# [GOAL OF THE EXERCISE]
Nothing but a number is wanted here: the count of lines in the data holding the word "boxed".

# [THE DATA]
// SPDX-FileCopyrightText: 2025 Jens Pitk√§nen <jens.pitkanen@helsinki.fi>
//
// SPDX-License-Identifier: GPL-3.0-or-later

mod boxed;
mod slice;

use core::{
    marker::PhantomData,
    mem::{transmute, MaybeUninit},
    sync::atomic::{AtomicUsize, Ordering},
};

use bytemuck::{fill_zeroes, Zeroable};
use platform::Box;

use crate::allocators::LinearAllocator;

pub use boxed::*;
pub use slice::*;

/// Metadata related to a specific allocation from a [`RingBuffer`].
#[derive(Debug)]
pub struct RingAllocationMetadata {
    pub(super) offset: usize,
    pub(super) padding: usize,
    pub(super) buffer_identifier: usize,
}

/// Ring buffer for allocating varying length byte slices in a sequential, FIFO
/// fashion.
///
/// Allocations are represented by [`RingSlice`]s, which are lifetimeless
/// handles to this buffer, and can be used to get a `&mut [u8]` that will hold
/// the memory until the [`RingSlice`] is passed into [`RingBuffer::free`]. The
/// slices must be freed in the same order as they were allocated. As such,
/// dropping a [`RingSlice`] will cause the slice to never be reclaimed, which
/// will "clog" the ring buffer.
///
/// The sum of the lengths of the slices allocated from this buffer, when full,
/// may be less than the total capacity, since the individual slices are
/// contiguous and can't span across the end of the backing buffer. These gaps
/// could be prevented with memory mapping trickery in the future.
pub struct RingBuffer<'a, T> {
    buffer_lifetime: PhantomData<&'a mut [T]>,
    buffer_ptr: *mut MaybeUninit<T>,
    buffer_len: usize,
    allocated_offset: usize,
    allocated_len: usize,
    buffer_identifier: usize,
}

fn make_buffer_id() -> usize {
    static BUFFER_ID_COUNTER: AtomicUsize = AtomicUsize::new(0);
    let prev_id = BUFFER_ID_COUNTER.fetch_add(1, Ordering::Relaxed);
    prev_id.checked_add(1).unwrap()
}

impl<T> RingBuffer<'_, T> {
    /// Allocates a new ring buffer with the given capacity.
    pub fn new(
        allocator: &'static LinearAllocator,
        capacity: usize,
    ) -> Option<RingBuffer<'static, T>> {
        let buffer = allocator.try_alloc_uninit_slice(capacity, None)?;
        Some(RingBuffer {
            buffer_lifetime: PhantomData,
            buffer_ptr: buffer.as_mut_ptr(),
            buffer_len: buffer.len(),
            allocated_offset: 0,
            allocated_len: 0,
            buffer_identifier: make_buffer_id(),
        })
    }

    /// Creates a new ring buffer with the given buffer.
    ///
    /// ### Safety
    ///
    /// All allocations made from this [`RingBuffer`] must be passed back into
    /// [`RingBuffer::free`] before it is dropped, as the backing memory is only
    /// borrowed for 'a.
    #[allow(clippy::needless_lifetimes)]
    pub unsafe fn from_mut<'a>(buffer: &'a mut [MaybeUninit<T>]) -> Option<RingBuffer<'a, T>> {
        Some(RingBuffer {
            buffer_lifetime: PhantomData,
            buffer_ptr: buffer.as_mut_ptr(),
            buffer_len: buffer.len(),
            allocated_offset: 0,
            allocated_len: 0,
            buffer_identifier: make_buffer_id(),
        })
    }

    /// If it fits, allocates `len` contiguous bytes and returns the offset and
    /// padding of the allocation.
    fn allocate_offset(&mut self, len: usize) -> Option<(usize, usize)> {
        let allocated_end = self.allocated_offset + self.allocated_len;
        let padding_to_end = self.buffer_len - (allocated_end % self.buffer_len);
        if allocated_end + len <= self.buffer_len {
            // The allocation fits between the current allocated slice's end and
            // the end of the buffer
            self.allocated_len += len;
            Some((allocated_end, 0))
        } else if self.allocated_len + padding_to_end + len <= self.buffer_len {
            // The slice fits even with padding added to the end so that the
            // allocated slice starts at the beginning
            self.allocated_len += padding_to_end + len;
            Some((0, padding_to_end))
        } else {
            None
        }
    }
}

impl<T: Zeroable> RingBuffer<'_, T> {
    /// Allocates and zeroes out a slice of the given length if there's enough
    /// contiguous free space.
    pub fn allocate(&mut self, len: usize) -> Option<RingSlice<T>> {
        let (offset, padding) = self.allocate_offset(len)?;

        // Safety: The offset is smaller than the length of the backing slice,
        // so it's definitely safe to offset by.
        let ptr = unsafe { self.buffer_ptr.add(offset) };

        // Safety: The offset allocation logic ensures that we create distinct
        // slices, so the slice created here does not alias with any other
        // slice. The pointer is not null since it's from a slice in the
        // constructor.
        let slice: &mut [MaybeUninit<T>] = unsafe { core::slice::from_raw_parts_mut(ptr, len) };

        fill_zeroes(slice);

        // Safety: fill_zeroes above initializes the whole slice.
        let slice = unsafe { transmute::<&mut [MaybeUninit<T>], &mut [T]>(slice) };

        // Safety: the constructors of the RingBuffer ensure that the memory is
        // not freed while this Box exists, and `RingBuffer::allocate_offset`
        // ensures that no aliasing allocations are created.
        let slice = unsafe { Box::from_ptr(&raw mut *slice) };

        Some(RingSlice {
            slice,
            metadata: RingAllocationMetadata {
                offset,
                padding,
                buffer_identifier: self.buffer_identifier,
            },
        })
    }

    /// Reclaims the memory occupied by the given slice. Returns the slice back
    /// in an `Err` if the slice isn't the current head of the allocated span,
    /// and the memory is not reclaimed.
    ///
    /// ### Panics
    ///
    /// Panics if the [`RingSlice`] was allocated from a different
    /// [`RingBuffer`].
    pub fn free(&mut self, slice: RingSlice<T>) -> Result<(), RingSlice<T>> {
        assert_eq!(
            self.buffer_identifier, slice.metadata.buffer_identifier,
            "this slice was not allocated from this ring buffer",
        );
        let allocated_offset_with_padding =
            (self.allocated_offset + slice.metadata.padding) % self.buffer_len;
        if slice.metadata.offset == allocated_offset_with_padding {
            let freed_len = slice.len();
            self.allocated_offset = (self.allocated_offset + freed_len) % self.buffer_len;
            self.allocated_len -= freed_len + slice.metadata.padding;
            if self.allocated_len == 0 {
                self.allocated_offset = 0;
            }
            Ok(())
        } else {
            Err(slice)
        }
    }
}

impl<T> RingBuffer<'_, T> {
    /// Allocates space for one T if there's free space, and boxes it.
    pub fn allocate_box(&mut self, value: T) -> Result<RingBox<T>, T> {
        let Some((offset, padding)) = self.allocate_offset(1) else {
            return Err(value);
        };

        // Safety: the offset is smaller than the length of the backing slice,
        // so it's definitely safe to offset by.
        let ptr = unsafe { self.buffer_ptr.add(offset) };

        // Safety: as established above, ptr points to a specific element in the
        // slice whose raw pointer `self.buffer_ptr` is, so this is a valid
        // reference.
        let uninit_mut: &mut MaybeUninit<T> = unsafe { &mut *ptr };

        let init_mut = uninit_mut.write(value);

        // Safety: the constructors of the RingBuffer ensure that the memory is
        // not freed while this Box exists, and `RingBuffer::allocate_offset`
        // ensures that no aliasing allocations are created.
        let boxed = unsafe { Box::from_ptr(&raw mut *init_mut) };

        Ok(RingBox {
            boxed,
            metadata: RingAllocationMetadata {
                offset,
                padding,
                buffer_identifier: self.buffer_identifier,
            },
        })
    }

    /// Reclaims the memory occupied by the given box. Returns the box back in
    /// an `Err` if the slice isn't the current head of the allocated span, and
    /// the memory is not reclaimed.
    ///
    /// ### Panics
    ///
    /// Panics if the [`RingBox`] was allocated from a different [`RingBuffer`].
    pub fn free_box(&mut self, boxed: RingBox<T>) -> Result<(), RingBox<T>> {
        assert_eq!(
            self.buffer_identifier, boxed.metadata.buffer_identifier,
            "this box was not allocated from this ring buffer",
        );
        if boxed.metadata.offset == self.allocated_offset {
            self.allocated_offset = (self.allocated_offset + 1) % self.buffer_len;
            self.allocated_len -= 1;
            Ok(())
        } else {
            Err(boxed)
        }
    }
}

#[cfg(test)]
mod tests {
    use crate::allocators::{static_allocator, LinearAllocator};

    use super::RingBuffer;

    #[test]
    fn works_at_all() {
        static ALLOC: &LinearAllocator = static_allocator!(1);
        let mut ring = RingBuffer::<u8>::new(ALLOC, 1).unwrap();
        let mut slice = ring.allocate(1).unwrap();
        slice[0] = 123;
        ring.free(slice).unwrap();
    }

    #[test]
    fn wraps_when_full() {
        static ALLOC: &LinearAllocator = static_allocator!(10);
        let mut ring = RingBuffer::<u8>::new(ALLOC, 10).unwrap();

        let first_half = ring.allocate(4).unwrap();
        let _second_half = ring.allocate(4).unwrap();
        assert!(ring.allocate(4).is_none(), "ring should be full");

        // Wrap:
        ring.free(first_half).unwrap();
        let _third_half = ring.allocate(4).unwrap();

        assert!(ring.allocate(4).is_none(), "ring should be full");
    }

    #[test]
    #[should_panic]
    fn panics_on_free_with_wrong_buffer_identity() {
        static ALLOC_0: &LinearAllocator = static_allocator!(1);
        static ALLOC_1: &LinearAllocator = static_allocator!(1);

        let mut ring0 = RingBuffer::<u8>::new(ALLOC_0, 1).unwrap();
        let mut ring1 = RingBuffer::<u8>::new(ALLOC_1, 1).unwrap();

        let foo0 = ring0.allocate(1).unwrap();
        let _ = ring1.free(foo0); // should panic
    }
}
/// An input event sent by the platform to the engine for handling.
pub enum Event {
    /// Emitted when a digital input (a button, or a key, but not a thumbstick)
    /// is pressed down.
    DigitalInputPressed(InputDevice, Button),
    /// Emitted when a digital input (a button, or a key, but not a thumbstick)
    /// is pressed released.
    DigitalInputReleased(InputDevice, Button),
}

/// A button or key on a specific input device.
#[derive(Debug, Clone, Copy, PartialEq)]
pub struct Button(u64);

impl Button {
    /// Creates a new [`Button`]. Should only be created in the platform
    /// implementation, which also knows how the inner value is going to be
    /// used.
    pub fn new(id: u64) -> Button {
        Button(id)
    }

    /// Returns the inner value passed into [`Button::new`]. Generally only
    /// relevant to the platform implementation.
    pub fn inner(self) -> u64 {
        self.0
    }
}

/// A specific input device.
#[derive(Debug, Clone, Copy, PartialEq)]
pub struct InputDevice(u64);

impl InputDevice {
    /// Creates a new [`InputDevice`]. Should only be created in the platform
    /// implementation, which also knows how the inner value is going to be
    /// used.
    pub fn new(id: u64) -> InputDevice {
        InputDevice(id)
    }

    /// Returns the inner value passed into [`InputDevice::new`]. Generally only
    /// relevant to the platform implementation.
    pub fn inner(self) -> u64 {
        self.0
    }
}

/// Generic action categories for which default buttons are provided. Can be
/// used by games to set up their default mappings for any input device.
/// Different categories may map to the same buttons, so making inputs
/// inputs context-sensitive are recommended.
#[allow(missing_docs)]
pub enum ActionCategory {
    Up,
    Down,
    Right,
    Left,
    Accept,
    Cancel,
    Jump,
    Run,
    ActPrimary,
    ActSecondary,
    Pause,
}
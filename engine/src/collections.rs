// SPDX-FileCopyrightText: 2025 Jens Pitkänen <jens.pitkanen@helsinki.fi>
//
// SPDX-License-Identifier: GPL-3.0-or-later

mod channel;
mod queue;
mod ring_buffer;
mod sparse_array;
mod vec;

pub use channel::channel;
pub use queue::Queue;
pub use ring_buffer::{RingAllocationMetadata, RingBox, RingBuffer, RingSlice};
pub use sparse_array::SparseArray;
pub use vec::FixedVec;
// SPDX-FileCopyrightText: 2025 Jens Pitkänen <jens.pitkanen@helsinki.fi>
//
// SPDX-License-Identifier: GPL-3.0-or-later

use core::{
    num::NonZeroU32,
    sync::atomic::{AtomicU32, Ordering},
};

use bytemuck::Zeroable;

use crate::{allocators::LinearAllocator, collections::FixedVec};

struct LoadedElementInfo {
    age: AtomicU32,
    array_index: u32,
}

impl LoadedElementInfo {
    fn new(array_index: u32) -> LoadedElementInfo {
        LoadedElementInfo {
            age: AtomicU32::new(0),
            array_index,
        }
    }
}

/// Sparse array of `T`.
///
/// Can operate with less memory than a [`FixedVec`] of the same length, since
/// the array length and the backing `T` storage have separate capacities.
/// Useful for cases where stable indices are important, but having the entire
/// array in-memory is infeasible.
pub struct SparseArray<'eng, T> {
    /// The indirection array: contains indexes to `loaded_elements` for the
    /// array elements which are currently loaded.
    index_map: FixedVec<'eng, OptionalU32>,
    /// Reusable indexes to `loaded_elements`.
    free_indices: FixedVec<'eng, u32>,
    /// The currently loaded instances of `T`.
    loaded_elements: FixedVec<'eng, T>,
    /// Ages of loaded elements, each element being the age of the loaded
    /// element in the same index in `loaded_elements`.
    ///
    /// The values are atomic to allow reading from the [`SparseArray`] from
    /// multiple threads at once, while still being able to maintain the ages of
    /// the loaded elements.
    loaded_element_infos: FixedVec<'eng, LoadedElementInfo>,
}

impl<T> SparseArray<'_, T> {
    /// Creates a new sparse array of `T` with length `array_len`, allowing for
    /// `loaded_len` elements to be loaded at a time.
    pub fn new<'a>(
        allocator: &'a LinearAllocator,
        array_len: u32,
        loaded_len: u32,
    ) -> Option<SparseArray<'a, T>> {
        let mut index_map = FixedVec::new(allocator, array_len as usize)?;
        index_map.fill_with_zeroes();

        Some(SparseArray {
            index_map,
            free_indices: FixedVec::new(allocator, loaded_len as usize)?,
            loaded_elements: FixedVec::new(allocator, loaded_len as usize)?,
            loaded_element_infos: FixedVec::new(allocator, loaded_len as usize)?,
        })
    }

    /// Increments the age of each loaded element.
    ///
    /// These ages are used to determine which elements get discarded first when
    /// calling [`SparseArray::insert`]. [`SparseArray::get`] resets the age of
    /// the returned element.
    pub fn increment_ages(&mut self) {
        for info in &mut *self.loaded_element_infos {
            let age = info.age.get_mut();
            *age = age.saturating_add(1);
        }
    }

    /// Removes the value from the index, freeing space for another
    /// value to be inserted anywhere.
    pub fn unload(&mut self, index: u32) {
        if let Some(loaded_index) = self
            .index_map
            .get_mut(index as usize)
            .and_then(OptionalU32::take)
        {
            self.free_indices.push(loaded_index).unwrap();
        }
    }

    /// Allocates space for the index, returning a mutable borrow to fill it
    /// with.
    ///
    /// If reusing an old unloaded `T` is not possible, but there's and a new
    /// `T` needs to be created, `init_fn` is used. `init_fn` can fail by
    /// returning `None`, in which case nothing else happens and `None` is
    /// returned.
    ///
    /// If the backing memory is full, the least recently used `T` is assigned
    /// to this index and returned, implicitly "unloading the value at its old
    /// index."
    ///
    /// If the backing memory is full, and every `T` has been used since the
    /// last call to [`SparseArray::increment_ages`], this returns `None`.
    pub fn insert(&mut self, index: u32, init_fn: impl FnOnce() -> Option<T>) -> Option<&mut T> {
        let now_loaded_index = if let Some(unloaded_index) = self.free_indices.pop() {
            unloaded_index
        } else if self.loaded_elements.is_full() {
            let mut least_recent_age = 0;
            let mut least_recent_loaded_index = None;
            for (i, info) in self.loaded_element_infos.iter_mut().enumerate() {
                let age = *info.age.get_mut();
                if age > least_recent_age {
                    least_recent_age = age;
                    least_recent_loaded_index = Some(i as u32);
                }
            }
            let least_recent_loaded_index = least_recent_loaded_index?;

            let info = &mut self.loaded_element_infos[least_recent_loaded_index as usize];
            self.index_map[info.array_index as usize].take();
            *info = LoadedElementInfo::new(index);

            least_recent_loaded_index
        } else {
            let new_data = init_fn()?;
            let new_loaded_index = self.loaded_elements.len() as u32;
            self.loaded_element_infos
                .push(LoadedElementInfo::new(index))
                .ok()
                .unwrap();
            self.loaded_elements.push(new_data).ok().unwrap();
            new_loaded_index
        };
        self.index_map[index as usize].set(now_loaded_index);
        Some(&mut self.loaded_elements[now_loaded_index as usize])
    }

    /// Returns the value at the index if it's loaded.
    pub fn get(&self, index: u32) -> Option<&T> {
        let loaded_index = self.index_map[index as usize].get()? as usize;
        self.loaded_element_infos[loaded_index]
            .age
            .store(0, Ordering::Release);
        Some(&self.loaded_elements[loaded_index])
    }

    /// Returns the length of the whole array (not the amount of loaded
    /// elements).
    pub fn array_len(&self) -> usize {
        self.index_map.len()
    }
}

/// `Option<u32>` but Zeroable and u32-sized.
///
/// But can't hold the value `0xFFFFFFFF`.
#[derive(Clone, Copy)]
struct OptionalU32 {
    /// Contains the value represented by this struct, except that the inner
    /// value from [`NonZeroU32::get`] is 1 more than the value this struct
    /// represents. [`OptionalU32::set`] and [`OptionalU32::get`] handle
    /// applying this bias in both directions.
    biased_index: Option<NonZeroU32>,
}

// Safety: OptionalU32 is inhabited and all zeroes is a valid value for it (it'd
// have `index_plus_one: None`). For another perspective, Option<T> is Zeroable
// if T is PodInOption, and NonZeroU32 is PodInOption.
unsafe impl Zeroable for OptionalU32 {}

impl OptionalU32 {
    pub fn set(&mut self, index: u32) {
        self.biased_index = Some(NonZeroU32::new(index + 1).unwrap());
    }

    pub fn get(self) -> Option<u32> {
        self.biased_index
            .map(|index_plus_one| index_plus_one.get() - 1)
    }

    pub fn take(&mut self) -> Option<u32> {
        let result = self.get();
        self.biased_index = None;
        result
    }
}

# [SOLUTION TO THIS TASK]
8